The Case for More Paranoia

"I..have multiple layers of encryption on a personal desktop at home which is now running Linux and not Windows anymore. I do this because I want to sort of  'thumb my nose' at the N.S.A. more than anything else. I actually have nothing to hide!....But foreign governments have no business in my business or personal life. So I guess this is just my own petty little protest and way of saying F you NSA. Childish? Probably, but hey, why not?" - a comment off the Canadian Internet Registration Authority (CIRA) MyVoice website.

He's responding to a CIRA survey conducted early this year and which found that 49% of Canadians believe it is acceptable for government to monitor e-mail and other online activities. This rises to 77% when the prevention of future terrorist attacks is specified. Wow one might think, our public protectors have to get a search warrant to view our snail mail or tap our phone lines but the majority of us think it's OK somehow for them to read anything at all we put online!

For myself, I see the fundamental error in our accepting unrestricted universal surveillance is assuming that those in security bureaucracies are any different from the rest of us with regard how much they can be trusted to behave honourably.
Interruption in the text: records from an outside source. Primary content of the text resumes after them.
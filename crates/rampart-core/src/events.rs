//! Events emitted by the simulation for the host's UI feedback.

use serde::{Deserialize, Serialize};

use crate::enums::{EnemyKind, TowerKind};
use crate::error::CommandError;
use crate::types::{EnemyId, Position, ProjectileId, TowerId};

/// Everything that happened during one step, in order of occurrence.
#[derive(Debug, Clone, PartialEq, Serialize, Deserialize)]
#[serde(tag = "type")]
pub enum SimEvent {
    WaveStarted {
        wave: u32,
        planned: u32,
    },
    EnemySpawned {
        enemy: EnemyId,
        kind: EnemyKind,
    },
    /// Enemy reached the final waypoint and was removed.
    EnemyLeaked {
        enemy: EnemyId,
        kind: EnemyKind,
        health_lost: i32,
    },
    ProjectileFired {
        projectile: ProjectileId,
        tower: TowerId,
        target: EnemyId,
    },
    EnemyKilled {
        enemy: EnemyId,
        kind: EnemyKind,
        gold_gained: u32,
    },
    /// All planned enemies spawned and the field is clear.
    WaveComplete {
        wave: u32,
        gold_gained: u32,
    },
    /// Player health dropped to zero. Emitted once.
    GameOver {
        wave: u32,
    },
    TowerPlaced {
        tower: TowerId,
        kind: TowerKind,
        position: Position,
    },
    /// A queued command was refused.
    CommandRejected {
        error: CommandError,
    },
}
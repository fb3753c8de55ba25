//! Static stat tables for towers and enemies.

use serde::Serialize;

use crate::enums::{EnemyKind, TowerKind};

/// Immutable stats shared by every tower of one kind.
#[derive(Debug, Clone, Copy, PartialEq, Serialize)]
pub struct TowerSpec {
    pub name: &'static str,
    pub cost: u32,
    pub damage: u32,
    /// Targeting radius; enemies must be strictly closer than this.
    pub range: f64,
    /// Minimum time between shots (milliseconds).
    pub fire_interval_ms: f64,
    pub color: &'static str,
    pub icon: &'static str,
}

/// Immutable stats shared by every enemy of one kind.
#[derive(Debug, Clone, Copy, PartialEq, Serialize)]
pub struct EnemySpec {
    pub max_health: u32,
    /// Distance travelled per tick.
    pub speed: f64,
    /// Gold granted on kill.
    pub reward: u32,
    pub radius: f64,
    /// Player health lost when this enemy reaches the end of the path.
    pub leak_damage: i32,
    pub color: &'static str,
}

static GUAN_YU: TowerSpec = TowerSpec {
    name: "Guan Yu",
    cost: 100,
    damage: 30,
    range: 120.0,
    fire_interval_ms: 1000.0,
    color: "#8B0000",
    icon: "⚔️",
};

static ZHANG_FEI: TowerSpec = TowerSpec {
    name: "Zhang Fei",
    cost: 80,
    damage: 20,
    range: 150.0,
    fire_interval_ms: 800.0,
    color: "#00008B",
    icon: "🗡️",
};

static ZHAO_YUN: TowerSpec = TowerSpec {
    name: "Zhao Yun",
    cost: 120,
    damage: 40,
    range: 140.0,
    fire_interval_ms: 1200.0,
    color: "#006400",
    icon: "🏹",
};

static ZHUGE_LIANG: TowerSpec = TowerSpec {
    name: "Zhuge Liang",
    cost: 150,
    damage: 35,
    range: 200.0,
    fire_interval_ms: 1500.0,
    color: "#4B0082",
    icon: "🔮",
};

static NORMAL: EnemySpec = EnemySpec {
    max_health: 50,
    speed: 1.0,
    reward: 10,
    radius: 15.0,
    leak_damage: 5,
    color: "#FF4500",
};

static BOSS: EnemySpec = EnemySpec {
    max_health: 200,
    speed: 0.5,
    reward: 50,
    radius: 25.0,
    leak_damage: 20,
    color: "#8B0000",
};

pub fn tower_spec(kind: TowerKind) -> &'static TowerSpec {
    match kind {
        TowerKind::GuanYu => &GUAN_YU,
        TowerKind::ZhangFei => &ZHANG_FEI,
        TowerKind::ZhaoYun => &ZHAO_YUN,
        TowerKind::ZhugeLiang => &ZHUGE_LIANG,
    }
}

pub fn enemy_spec(kind: EnemyKind) -> &'static EnemySpec {
    match kind {
        EnemyKind::Normal => &NORMAL,
        EnemyKind::Boss => &BOSS,
    }
}
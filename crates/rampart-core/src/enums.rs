//! Enumeration types used throughout the simulation.

use serde::{Deserialize, Serialize};

/// Enemy category. Stats come from [`crate::catalog::enemy_spec`].
#[derive(Debug, Clone, Copy, Default, PartialEq, Eq, Hash, Serialize, Deserialize)]
pub enum EnemyKind {
    #[default]
    Normal,
    /// Slow, heavily armored; closes out every third wave.
    Boss,
}

/// The four purchasable towers. Stats come from [`crate::catalog::tower_spec`].
#[derive(Debug, Clone, Copy, PartialEq, Eq, Hash, Serialize, Deserialize)]
pub enum TowerKind {
    /// Balanced melee-range general.
    GuanYu,
    /// Cheap and fast-firing.
    ZhangFei,
    /// Hard hitter with a slow cycle.
    ZhaoYun,
    /// Longest reach, slowest cycle.
    ZhugeLiang,
}

impl TowerKind {
    /// Shop order.
    pub const ALL: [TowerKind; 4] = [
        TowerKind::GuanYu,
        TowerKind::ZhangFei,
        TowerKind::ZhaoYun,
        TowerKind::ZhugeLiang,
    ];
}

/// Wave director state.
#[derive(Debug, Clone, Copy, Default, PartialEq, Eq, Serialize, Deserialize)]
pub enum WavePhase {
    /// Between waves; waiting for a start request.
    #[default]
    Idle,
    /// Wave started. Stays here after the last spawn until the field is clear.
    Spawning,
}

/// Result of advancing an enemy one tick along its path.
#[derive(Debug, Clone, Copy, PartialEq, Eq)]
pub enum MotionOutcome {
    Moved,
    /// Arrived at an intermediate waypoint; did not move this tick.
    ReachedWaypoint,
    /// Arrived at the final waypoint.
    Leaked,
}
There is nothing in our history as a species that justifies such acquiescence. While it often seems we live at a very paranoiac time, there are huge gaps in this perception, and online surveillance is one of them.  I'd argue one should be paranoid, knowing what we now know about human nature.

Monday, December 2, 2013

Dying On Time

In this mid-winter shopping season, with its Black Fridays and Cyber Mondays and their ilk going right through till Boxing Day, and beyond into January Sales, many's the message from advertisers  about what will best keep our physiological furnaces at high heat and our bodies looking sprightly. We are sure to be encouraged to reflect on how we measure up against the new norms for aging vigorously; the standards set by Sir Richard Branson and other hard-charging late-life high achievers.

Those folk really do seem to have cracked the code for 'aging-with-vigour'. Some of you readers may remember the time when just 'aging-with-grace' was considered admirable?  We older folk were expected to try to keep our lips in a smile and our grousing to our peers. Folk might tell us they could see our motor was running down but we should know that is just the way things have always been. A discrete visit to a home medical equipment store might be in order, but no need to draw attention to our aches and pains. Just suffer in silence.
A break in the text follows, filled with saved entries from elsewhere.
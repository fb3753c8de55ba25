//! Wave director — spawns each wave's enemies on a logical timer and decides
//! when the wave is over.
//!
//! `Idle -> Spawning` on a start request; `Spawning -> Idle` once every planned
//! enemy has spawned and none are left alive. The spawn timer is accumulated
//! step time, never a wall clock, so a run replays identically from the same
//! sequence of step deltas.

use hecs::World;
use tracing::{info, trace};

use rampart_core::components::Enemy;
use rampart_core::constants::*;
use rampart_core::enums::{EnemyKind, WavePhase};
use rampart_core::events::SimEvent;
use rampart_core::types::Path;

use crate::economy::Economy;
use crate::world_setup::{self, Serials};

/// Number of enemies in wave `wave`.
pub fn wave_size(wave: u32) -> u32 {
    WAVE_BASE_SIZE + WAVE_SIZE_GROWTH * wave
}

/// Gold granted for clearing a wave, keyed by the wave number that follows it.
pub fn wave_bonus(next_wave: u32) -> u32 {
    WAVE_BONUS_BASE + WAVE_BONUS_GROWTH * next_wave
}

/// Spawn schedule and completion state for the current wave.
#[derive(Debug, Clone)]
pub struct WaveDirector {
    /// The wave that is running, or the next one to start. Starts at 1.
    pub wave_number: u32,
    pub phase: WavePhase,
    pub planned: u32,
    pub spawned: u32,
    spawn_timer_ms: f64,
    spawn_interval_ms: f64,
}

impl WaveDirector {
    pub fn new(spawn_interval_ms: f64) -> Self {
        Self {
            wave_number: 1,
            phase: WavePhase::Idle,
            planned: 0,
            spawned: 0,
            spawn_timer_ms: 0.0,
            spawn_interval_ms,
        }
    }

    /// Begin the current wave. Returns false (and changes nothing) if one is running.
    pub fn start(&mut self) -> bool {
        if self.phase == WavePhase::Spawning {
            return false;
        }
        self.phase = WavePhase::Spawning;
        self.planned = wave_size(self.wave_number);
        self.spawned = 0;
        self.spawn_timer_ms = 0.0;
        true
    }

    pub fn quota_exhausted(&self) -> bool {
        self.spawned >= self.planned
    }

    /// Advance the spawn timer by `dt_ms` and return the kinds due this tick.
    ///
    /// A long step can owe several spawns; each consumes one interval.
    pub fn due_spawns(&mut self, dt_ms: f64) -> Vec<EnemyKind> {
        let mut due = Vec::new();
        if self.phase != WavePhase::Spawning || self.quota_exhausted() {
            return due;
        }

        self.spawn_timer_ms += dt_ms;
        while self.spawn_timer_ms >= self.spawn_interval_ms && !self.quota_exhausted() {
            due.push(self.next_kind());
            self.spawned += 1;
            self.spawn_timer_ms -= self.spawn_interval_ms;
        }
        due
    }

    /// Kind of the next spawn: the final enemy of every third wave is a boss.
    fn next_kind(&self) -> EnemyKind {
        let is_last = self.spawned + 1 == self.planned;
        if is_last && self.wave_number % BOSS_WAVE_PERIOD == 0 {
            EnemyKind::Boss
        } else {
            EnemyKind::Normal
        }
    }

    /// Close the wave if it is finished. Returns `(finished_wave, bonus)` once.
    pub fn try_complete(&mut self, live_enemies: usize) -> Option<(u32, u32)> {
        if self.phase != WavePhase::Spawning || !self.quota_exhausted() || live_enemies > 0 {
            return None;
        }
        let finished = self.wave_number;
        self.wave_number += 1;
        self.phase = WavePhase::Idle;
        Some((finished, wave_bonus(self.wave_number)))
    }
}

/// Spawn every enemy that came due during this tick.
pub fn spawn_due(
    world: &mut World,
    director: &mut WaveDirector,
    path: &Path,
    serials: &mut Serials,
    events: &mut Vec<SimEvent>,
    dt_ms: f64,
) {
    for kind in director.due_spawns(dt_ms) {
        let id = serials.next_enemy();
        world_setup::spawn_enemy(world, path, id, kind);
        trace!(enemy = id.0, ?kind, wave = director.wave_number, "enemy spawned");
        events.push(SimEvent::EnemySpawned { enemy: id, kind });
    }
}

/// Check for wave completion and pay out the clear bonus.
pub fn check_complete(
    world: &World,
    director: &mut WaveDirector,
    economy: &mut Economy,
    events: &mut Vec<SimEvent>,
) {
    let live = world.query::<&Enemy>().iter().count();
    if let Some((wave, gold_gained)) = director.try_complete(live) {
        economy.earn(gold_gained);
        info!(wave, gold_gained, gold = economy.gold, "wave complete");
        events.push(SimEvent::WaveComplete { wave, gold_gained });
    }
}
Nowadays we have Sixty is the New Forty in which there is no justification for behaving like the aged of times past. Cars now last longer if serviced regularly, and so should we. Pilates and hot yoga, orienteering, daily swims and workouts in the gym, spinning, and botox when needed, are all part of the new deal on saving our bodies from the curses of our years.

The problem I have with all this is my body, which seems to get creakier by the month whether I buy some of these services or not. Some sort of genetic biological clock is ticking away in me to drive my physiology to malfunction in new ways. As  drugs often exist today to prevent at least some of this deterioration from actually doing me in, I'm probably going to stay a bit longer on this planet than those before me. But neither government medicine nor today's privately-delivered healthiness enhancements can make me feel again like I did in my forties. At best they are going to make the process of my dying more prolonged, and my death itself happen somewhat later than of old.
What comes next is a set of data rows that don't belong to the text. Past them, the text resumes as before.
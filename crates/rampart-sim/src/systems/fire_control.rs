//! Fire control system — acquires the closest enemy in range for each tower
//! and launches projectiles when the cooldown has elapsed.

use hecs::{Entity, World};
use tracing::trace;

use rampart_core::catalog::tower_spec;
use rampart_core::components::{Enemy, Tower};
use rampart_core::enums::TowerKind;
use rampart_core::events::SimEvent;
use rampart_core::types::{EnemyId, Position, TowerId};

use crate::economy::ScoreState;
use crate::handles::TowerTarget;
use crate::world_setup::{self, Serials};

/// An enemy a tower could aim at.
#[derive(Debug, Clone, Copy, PartialEq)]
pub struct TargetCandidate {
    pub entity: Entity,
    pub id: EnemyId,
    pub position: Position,
}

/// Closest candidate strictly inside `range` of `origin`.
///
/// `candidates` must be in ascending id order; on equal distance the earlier
/// one is kept.
pub fn select_target(
    origin: Position,
    range: f64,
    candidates: &[TargetCandidate],
) -> Option<TargetCandidate> {
    let mut best: Option<TargetCandidate> = None;
    let mut best_distance = range;
    for candidate in candidates {
        let distance = origin.distance(candidate.position);
        if distance < best_distance {
            best_distance = distance;
            best = Some(*candidate);
        }
    }
    best
}

/// Live enemies in ascending id order.
pub fn collect_candidates(world: &World) -> Vec<TargetCandidate> {
    let mut candidates: Vec<TargetCandidate> = world
        .query::<(&Enemy, &Position)>()
        .iter()
        .map(|(entity, (enemy, position))| TargetCandidate {
            entity,
            id: enemy.id,
            position: *position,
        })
        .collect();
    candidates.sort_by_key(|c| c.id);
    candidates
}

struct FireOrder {
    tower: TowerId,
    kind: TowerKind,
    origin: Position,
    target: TargetCandidate,
}

/// Run target acquisition and firing for every tower at time `now_ms`.
pub fn run(
    world: &mut World,
    serials: &mut Serials,
    score: &mut ScoreState,
    events: &mut Vec<SimEvent>,
    now_ms: f64,
) {
    let candidates = collect_candidates(world);

    let mut orders: Vec<FireOrder> = Vec::new();
    for (_entity, (tower, position, target)) in
        world.query_mut::<(&mut Tower, &Position, &mut TowerTarget)>()
    {
        let spec = tower_spec(tower.kind);
        let selected = select_target(*position, spec.range, &candidates);
        target.0 = selected.map(|c| c.entity);

        let Some(selected) = selected else {
            continue;
        };
        if tower.ready_to_fire(now_ms) {
            tower.last_fire_ms = Some(now_ms);
            orders.push(FireOrder {
                tower: tower.id,
                kind: tower.kind,
                origin: *position,
                target: selected,
            });
        }
    }
    orders.sort_by_key(|order| order.tower);

    for order in orders {
        let id = serials.next_projectile();
        world_setup::spawn_projectile(
            world,
            id,
            order.origin,
            order.target.entity,
            tower_spec(order.kind),
        );
        score.projectiles_fired += 1;
        trace!(
            projectile = id.0,
            tower = order.tower.0,
            target = order.target.id.0,
            "projectile fired"
        );
        events.push(SimEvent::ProjectileFired {
            projectile: id,
            tower: order.tower,
            target: order.target.id,
        });
    }
}
//! ECS systems that operate on the simulation world each tick.
//!
//! Systems are free functions over `&mut World` (or `&World` for read-only)
//! plus whichever engine state they touch. They hold no state of their own,
//! except the wave director, which is the spawn schedule itself.

pub mod cleanup;
pub mod fire_control;
pub mod intercept;
pub mod movement;
pub mod snapshot;
pub mod wave_director;
//! Entity spawn factories.
//!
//! Creates enemy, tower and projectile entities with their component bundles,
//! and hands out the stable serials that order them.

use hecs::{Entity, World};

use rampart_core::catalog::TowerSpec;
use rampart_core::components::{Enemy, Projectile, Tower};
use rampart_core::constants::PROJECTILE_SPEED;
use rampart_core::enums::{EnemyKind, TowerKind};
use rampart_core::types::{EnemyId, Path, Position, ProjectileId, TowerId};

use crate::handles::{HomingTarget, TowerTarget};

/// Monotonic id counters. Ascending ids are creation order, which is the
/// tie-break order for targeting, selection and projectile resolution.
#[derive(Debug, Clone, Default)]
pub struct Serials {
    enemy: u32,
    tower: u32,
    projectile: u32,
}

impl Serials {
    pub fn next_enemy(&mut self) -> EnemyId {
        let id = EnemyId(self.enemy);
        self.enemy += 1;
        id
    }

    pub fn next_tower(&mut self) -> TowerId {
        let id = TowerId(self.tower);
        self.tower += 1;
        id
    }

    pub fn next_projectile(&mut self) -> ProjectileId {
        let id = ProjectileId(self.projectile);
        self.projectile += 1;
        id
    }
}

/// Spawn an enemy standing on the first waypoint.
pub fn spawn_enemy(world: &mut World, path: &Path, id: EnemyId, kind: EnemyKind) -> Entity {
    world.spawn((Enemy::new(id, kind), path.start()))
}

/// Spawn a tower with no target.
pub fn spawn_tower(world: &mut World, id: TowerId, kind: TowerKind, position: Position) -> Entity {
    world.spawn((Tower::new(id, kind), position, TowerTarget::default()))
}

/// Spawn a projectile at `origin` carrying the firing tower's damage and color.
pub fn spawn_projectile(
    world: &mut World,
    id: ProjectileId,
    origin: Position,
    target: Entity,
    spec: &TowerSpec,
) -> Entity {
    let projectile = Projectile {
        id,
        damage: spec.damage,
        speed: PROJECTILE_SPEED,
        color: spec.color.to_string(),
    };
    world.spawn((projectile, origin, HomingTarget(target)))
}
This outcome has recently been christened 'Dying After Your Time'.  In the extra years today's gungho technology can buy us before we croak do we get any wiser? Does our life become fuller? To my mind there's little chance for that when hearing is poor, knees ache much of the time, eyesight demands large print books, and memory plays tricks. When one can't read the keys on a cellphone to transmit whatever pearls of insight come with advanced years, it is probably high time to hit the trail!